Lv Fuyou, Qi Ning, Liu Chang, Wang Lili, Dai Tianning, Tian Hai
Department of Cardiovascular Surgery, The Second Affiliated Hospital of Harbin Medical University, Harbin, Heilongjiang, China; Department of Thoracic surgery, The First Hospital of Harbin, Heilongjiang, China; Future Medical laboratory, The Second Affiliated Hospital of Harbin Medical University, Harbin, Heilongjiang, China.
Department of Thoracic surgery, The Second Affiliated Hospital of Harbin Medical University, Harbin, Heilongjiang, China.
Cell Signal. 2025 Mar;127:111618. doi: 10.1016/j.cellsig.2025.111618. Epub 2025 Jan 23.
Dichloroacetate (DCA) has shown potential in modulating cellular metabolism and inflammation, particularly in cardiac conditions. This study investigates DCA's protective effects in a mouse model of myocardial infarction (MI), focusing on its ability to enhance cardiac function, reduce inflammation, and shift macrophage polarization from the pro-inflammatory M1 to the anti-inflammatory M2 phenotype.
An acute MI model was created using left anterior descending coronary artery ligation. Mice were assigned to four groups: normal control, MI control, MI + 50 mM DCA, and MI + 100 mM DCA. Cardiac fibrosis and injury were assessed through H&E staining. Cardiac function was evaluated via echocardiography, and serum levels of creatine kinase-MB (CK-MB) and lactate dehydrogenase (LDH) were measured. Inflammation and apoptosis were analyzed through immunohistochemistry, ELISA, western blotting, and flow cytometry in heart tissue and RAW264.7 cells. Additionally, macrophage polarization and relevant signaling pathways were examined.
DCA significantly improved cardiac function in MI mice, evidenced by reduced myocardial injury and lower CK-MB and LDH levels. It also decreased inflammatory cytokines (TNF-α, IL-6 and IL-1β) and facilitated macrophage polarization from M1 to M2. Western blotting revealed that DCA inhibited iNOS and COX2 while enhancing Arg1 expression, alongside improved mitochondrial function and reduced apoptosis. Additionally, by injecting AAV-PDHK4 (pyruvate dehydrogenase kinase) into MI mice, we found that DCA effectively inhibited the progression of MI through the suppression of PDHK4.
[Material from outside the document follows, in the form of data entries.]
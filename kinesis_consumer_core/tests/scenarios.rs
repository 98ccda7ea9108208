//! End-to-end behaviour of a consumer against the mock stream service.

use std::{num::NonZeroUsize, sync::Arc, time::Duration};

use assert_matches::assert_matches;
use async_trait::async_trait;
use kinesis_consumer_core::{
    CheckpointError, CheckpointKey, CheckpointStore, ClientError, ConsumerConfig, ExitReason,
    GetRecordsOutput, HandlerAction, HandlerError, MemoryCheckpointStore,
    ObjectStoreCheckpointStore, Record, RecordHandler, ScannerError, SequenceNumber,
    ShardFailure, ShardId, ShardIterator, StartingPosition, StreamClient, StreamCoordinator,
    client::mock::{MockStreamClient, MockStreamState},
    handler::mock::MockRecordHandler,
};
use object_store::local::LocalFileSystem;
use parking_lot::Mutex;
use pretty_assertions::assert_eq;
use tokio::time::Instant;
use tokio_util::sync::CancellationToken;

const APP: &str = "app";
const STREAM: &str = "stream";

fn config(max_batch_count: usize) -> ConsumerConfig {
    ConsumerConfig::new(APP, STREAM)
        .with_max_batch_count(NonZeroUsize::new(max_batch_count).unwrap())
        .with_poll_interval(Duration::from_secs(1))
}

fn key(shard: &ShardId) -> CheckpointKey {
    CheckpointKey::new(APP, STREAM, shard.clone())
}

#[derive(Debug, Clone, PartialEq, Eq)]
enum Event {
    Handled { len: usize, last: SequenceNumber },
    Checkpointed(SequenceNumber),
}

/// Handler and checkpoint store that log into one shared timeline.
#[derive(Debug, Default)]
struct Timeline {
    events: Mutex<Vec<Event>>,
    store: MemoryCheckpointStore,
}

#[async_trait]
impl RecordHandler for Timeline {
    async fn handle_records(
        &self,
        _shard_id: &ShardId,
        records: &[Record],
    ) -> Result<HandlerAction, HandlerError> {
        let last = records.last().unwrap().sequence_number().clone();
        self.events.lock().push(Event::Handled {
            len: records.len(),
            last,
        });
        Ok(HandlerAction::Continue)
    }
}

#[async_trait]
impl CheckpointStore for Timeline {
    async fn get(&self, key: &CheckpointKey) -> Result<Option<SequenceNumber>, CheckpointError> {
        self.store.get(key).await
    }

    async fn set(
        &self,
        key: &CheckpointKey,
        sequence_number: SequenceNumber,
    ) -> Result<(), CheckpointError> {
        self.events
            .lock()
            .push(Event::Checkpointed(sequence_number.clone()));
        self.store.set(key, sequence_number).await
    }
}

/// A fetch as seen from outside the client.
#[derive(Debug, Clone)]
struct Fetch {
    at: Instant,
    iterator: ShardIterator,
    n_records: usize,
    next_iterator: Option<ShardIterator>,
}

#[derive(Debug)]
struct RecordingClient {
    inner: MockStreamClient,
    fetches: Mutex<Vec<Fetch>>,
}

#[async_trait]
impl StreamClient for RecordingClient {
    async fn describe_stream(&self, stream_name: &str) -> Result<Vec<ShardId>, ClientError> {
        self.inner.describe_stream(stream_name).await
    }

    async fn get_shard_iterator(
        &self,
        stream_name: &str,
        shard_id: &ShardId,
        position: &StartingPosition,
    ) -> Result<ShardIterator, ClientError> {
        self.inner
            .get_shard_iterator(stream_name, shard_id, position)
            .await
    }

    async fn get_records(
        &self,
        iterator: &ShardIterator,
        limit: Option<NonZeroUsize>,
    ) -> Result<GetRecordsOutput, ClientError> {
        let output = self.inner.get_records(iterator, limit).await?;
        self.fetches.lock().push(Fetch {
            at: Instant::now(),
            iterator: iterator.clone(),
            n_records: output.records.len(),
            next_iterator: output.next_iterator.clone(),
        });
        Ok(output)
    }
}

#[test_log::test(tokio::test(start_paused = true))]
async fn batches_and_checkpoints_follow_threshold() {
    let state = MockStreamState::new(STREAM, 1);
    let shard = state.shard_ids().remove(0);
    state.push_records(&shard, 2500);

    let timeline = Arc::new(Timeline::default());
    let coordinator = StreamCoordinator::new(
        Arc::new(state.client()),
        Arc::clone(&timeline) as _,
        Arc::new(config(1000)),
    );

    let shutdown = CancellationToken::new();
    let handle = coordinator
        .start(Arc::clone(&timeline) as _, shutdown.clone())
        .await
        .unwrap();

    tokio::time::sleep(Duration::from_secs(3)).await;
    shutdown.cancel();
    let report = handle.join().await;

    let seq = |n: u64| SequenceNumber::from(n);
    assert_eq!(
        *timeline.events.lock(),
        vec![
            Event::Handled {
                len: 1000,
                last: seq(1000)
            },
            Event::Checkpointed(seq(1000)),
            Event::Handled {
                len: 1000,
                last: seq(2000)
            },
            Event::Checkpointed(seq(2000)),
            Event::Handled {
                len: 500,
                last: seq(2500)
            },
            Event::Checkpointed(seq(2500)),
        ]
    );

    let summary = report.results[&shard].as_ref().unwrap();
    assert_eq!(summary.reason, ExitReason::Cancelled);
    assert_eq!(summary.batches_delivered, 3);
    assert_eq!(summary.last_checkpoint, Some(seq(2500)));
}

#[tokio::test(start_paused = true)]
async fn empty_fetch_sleeps_then_reuses_returned_iterator() {
    let state = MockStreamState::new(STREAM, 1);
    let client = Arc::new(RecordingClient {
        inner: state.client(),
        fetches: Default::default(),
    });
    let config = config(10);
    let poll_interval = config.poll_interval;

    let coordinator = StreamCoordinator::new(
        Arc::clone(&client) as _,
        Arc::new(MemoryCheckpointStore::default()),
        Arc::new(config),
    );
    let shutdown = CancellationToken::new();
    let handle = coordinator
        .start(Arc::new(MockRecordHandler::default()), shutdown.clone())
        .await
        .unwrap();

    tokio::time::sleep(poll_interval * 2 + poll_interval / 2).await;
    shutdown.cancel();
    handle.join().await;

    let fetches = client.fetches.lock().clone();
    assert_eq!(fetches.len(), 3);
    for pair in fetches.windows(2) {
        let (prev, next) = (&pair[0], &pair[1]);
        assert_eq!(prev.n_records, 0);
        assert_eq!(Some(&next.iterator), prev.next_iterator.as_ref());
        assert_eq!(next.at - prev.at, poll_interval);
    }
}

#[tokio::test(start_paused = true)]
async fn stalled_iterator_fails_only_its_shard() {
    let state = MockStreamState::new(STREAM, 2);
    let shards = state.shard_ids();
    let (stalled, healthy) = (&shards[0], &shards[1]);
    state.push_records(stalled, 5);
    state.stall_shard(stalled);
    state.push_records(healthy, 5);

    let handler = Arc::new(MockRecordHandler::default());
    let store = Arc::new(MemoryCheckpointStore::default());
    let coordinator = StreamCoordinator::new(
        Arc::new(state.client()),
        Arc::clone(&store) as _,
        Arc::new(config(10)),
    );

    let shutdown = CancellationToken::new();
    let handle = coordinator
        .start(Arc::clone(&handler) as _, shutdown.clone())
        .await
        .unwrap();

    // the healthy shard keeps consuming after its sibling failed
    tokio::time::sleep(Duration::from_secs(2)).await;
    state.push_records(healthy, 3);
    tokio::time::sleep(Duration::from_secs(2)).await;
    shutdown.cancel();
    let report = handle.join().await;

    assert_matches!(
        &report.results[stalled],
        Err(ShardFailure::Scanner(ScannerError::IteratorNotAdvanced))
    );
    assert_matches!(
        &report.results[healthy],
        Ok(summary) if summary.reason == ExitReason::Cancelled && summary.records_delivered == 8
    );
    assert_eq!(store.get(&key(stalled)).await.unwrap(), None);
    assert_eq!(
        store.get(&key(healthy)).await.unwrap(),
        Some(SequenceNumber::from(8))
    );
    assert_eq!(report.failures().count(), 1);
}

#[tokio::test(start_paused = true)]
async fn resume_delivers_only_records_after_checkpoint() {
    let state = MockStreamState::new(STREAM, 1);
    let shard = state.shard_ids().remove(0);
    state.push_records(&shard, 100);
    state.close_shard(&shard);

    let store = Arc::new(MemoryCheckpointStore::default());
    store
        .set(&key(&shard), SequenceNumber::from(40))
        .await
        .unwrap();
    let handler = Arc::new(MockRecordHandler::default());

    let report = StreamCoordinator::new(
        Arc::new(state.client()),
        Arc::clone(&store) as _,
        Arc::new(config(25)),
    )
    .run(Arc::clone(&handler) as _, CancellationToken::new())
    .await
    .unwrap();

    let delivered = handler.sequence_numbers(&shard).concat();
    let expected: Vec<_> = (41..=100).map(SequenceNumber::from).collect();
    assert_eq!(delivered, expected);
    assert_eq!(
        state.iterator_requests(),
        vec![(
            shard.clone(),
            StartingPosition::AfterSequenceNumber(SequenceNumber::from(40))
        )]
    );
    assert_eq!(
        report.results[&shard].as_ref().unwrap().reason,
        ExitReason::ShardClosed
    );
}

#[tokio::test(start_paused = true)]
async fn first_run_starts_at_oldest_record() {
    let state = MockStreamState::new(STREAM, 1);
    let shard = state.shard_ids().remove(0);
    state.push_records(&shard, 3);
    state.close_shard(&shard);
    let handler = Arc::new(MockRecordHandler::default());

    StreamCoordinator::new(
        Arc::new(state.client()),
        Arc::new(MemoryCheckpointStore::default()),
        Arc::new(config(10)),
    )
    .run(Arc::clone(&handler) as _, CancellationToken::new())
    .await
    .unwrap();

    assert_eq!(
        state.iterator_requests(),
        vec![(shard.clone(), StartingPosition::TrimHorizon)]
    );
    assert_eq!(
        handler.sequence_numbers(&shard),
        vec![vec![
            SequenceNumber::from(1),
            SequenceNumber::from(2),
            SequenceNumber::from(3)
        ]]
    );
}

#[tokio::test(start_paused = true)]
async fn rerun_without_new_records_delivers_nothing() {
    let state = MockStreamState::new(STREAM, 1);
    let shard = state.shard_ids().remove(0);
    state.push_records(&shard, 42);
    let store = Arc::new(MemoryCheckpointStore::default());

    for run in 0..2 {
        let handler = Arc::new(MockRecordHandler::default());
        let coordinator = StreamCoordinator::new(
            Arc::new(state.client()),
            Arc::clone(&store) as _,
            Arc::new(config(10)),
        );
        let shutdown = CancellationToken::new();
        let handle = coordinator
            .start(Arc::clone(&handler) as _, shutdown.clone())
            .await
            .unwrap();
        tokio::time::sleep(Duration::from_secs(5)).await;
        shutdown.cancel();
        handle.join().await;

        let expected = if run == 0 { 42 } else { 0 };
        assert_eq!(handler.total_records(), expected, "run {run}");
        assert_eq!(
            store.get(&key(&shard)).await.unwrap(),
            Some(SequenceNumber::from(42))
        );
    }
}

#[tokio::test(start_paused = true)]
async fn cancellation_interrupts_the_poll_sleep() {
    let state = MockStreamState::new(STREAM, 3);
    let coordinator = StreamCoordinator::new(
        Arc::new(state.client()),
        Arc::new(MemoryCheckpointStore::default()),
        Arc::new(config(10).with_poll_interval(Duration::from_secs(3600))),
    );

    let shutdown = CancellationToken::new();
    let handle = coordinator
        .start(Arc::new(MockRecordHandler::default()), shutdown.clone())
        .await
        .unwrap();
    tokio::time::sleep(Duration::from_secs(1)).await;

    let cancelled_at = Instant::now();
    shutdown.cancel();
    let report = handle.join().await;

    assert!(cancelled_at.elapsed() < Duration::from_secs(1));
    assert_eq!(report.summaries().count(), 3);
    assert!(
        report
            .summaries()
            .all(|s| s.reason == ExitReason::Cancelled)
    );
}

#[tokio::test(start_paused = true)]
async fn progress_survives_restart_with_file_store() {
    let dir = tempfile::tempdir().unwrap();
    let state = MockStreamState::new(STREAM, 1);
    let shard = state.shard_ids().remove(0);
    state.push_records(&shard, 30);

    let open_store = || {
        let fs = LocalFileSystem::new_with_prefix(dir.path()).unwrap();
        Arc::new(ObjectStoreCheckpointStore::new(Arc::new(fs)))
    };

    let first = Arc::new(MockRecordHandler::default());
    let handle = StreamCoordinator::new(
        Arc::new(state.client()),
        open_store(),
        Arc::new(config(10)),
    )
    .start(Arc::clone(&first) as _, CancellationToken::new())
    .await
    .unwrap();
    tokio::time::sleep(Duration::from_secs(2)).await;
    handle.shutdown();
    handle.join().await;
    assert_eq!(first.total_records(), 30);

    state.push_records(&shard, 5);
    state.close_shard(&shard);

    let second = Arc::new(MockRecordHandler::default());
    StreamCoordinator::new(
        Arc::new(state.client()),
        open_store(),
        Arc::new(config(10)),
    )
    .run(Arc::clone(&second) as _, CancellationToken::new())
    .await
    .unwrap();

    let delivered = second.sequence_numbers(&shard).concat();
    let expected: Vec<_> = (31..=35).map(SequenceNumber::from).collect();
    assert_eq!(delivered, expected);
}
DCA protects against myocardial infarction by enhancing cardiac function, reducing inflammation, and promoting macrophage polarization, likely through inhibition of PDHK4 and NF-κB pathways, positioning it as a potential therapeutic strategy for cardiac repair post-MI.
二氯乙酸(DCA)在调节细胞代谢和炎症方面已显示出潜力,尤其是在心脏疾病中。本研究调查了DCA在心肌梗死(MI)小鼠模型中的保护作用,重点关注其增强心脏功能、减轻炎症以及将巨噬细胞极化从促炎的M1型转变为抗炎的M2型的能力。
通过结扎左冠状动脉前降支建立急性心肌梗死模型。将小鼠分为四组:正常对照组、MI对照组、MI + 50 mM DCA组和MI + 100 mM DCA组。通过苏木精-伊红(H&E)染色评估心脏纤维化和损伤。通过超声心动图评估心脏功能,并测量血清肌酸激酶-MB(CK-MB)和乳酸脱氢酶(LDH)水平。通过免疫组织化学、酶联免疫吸附测定(ELISA)、蛋白质印迹法和流式细胞术分析心脏组织和RAW264.7细胞中的炎症和凋亡情况。此外,还检测了巨噬细胞极化和相关信号通路。
DCA显著改善了MI小鼠的心脏功能,表现为心肌损伤减轻以及CK-MB和LDH水平降低。它还降低了炎性细胞因子(肿瘤坏死因子-α、白细胞介素-6和白细胞介素-1β),并促进了巨噬细胞从M1型向M2型极化。蛋白质印迹法显示,DCA抑制诱导型一氧化氮合酶(iNOS)和环氧化酶2(COX2),同时增强精氨酸酶1(Arg1)表达,还改善了线粒体功能并减少了凋亡。此外,通过向MI小鼠注射腺相关病毒-PDHK4(丙酮酸脱氢酶激酶),我们发现DCA通过抑制PDHK4有效抑制了MI的进展。
DCA通过增强心脏功能、减轻炎症和促进巨噬细胞极化来保护心肌梗死,可能是通过抑制PDHK4和核因子κB(NF-κB)途径实现的,这使其成为MI后心脏修复的潜在治疗策略。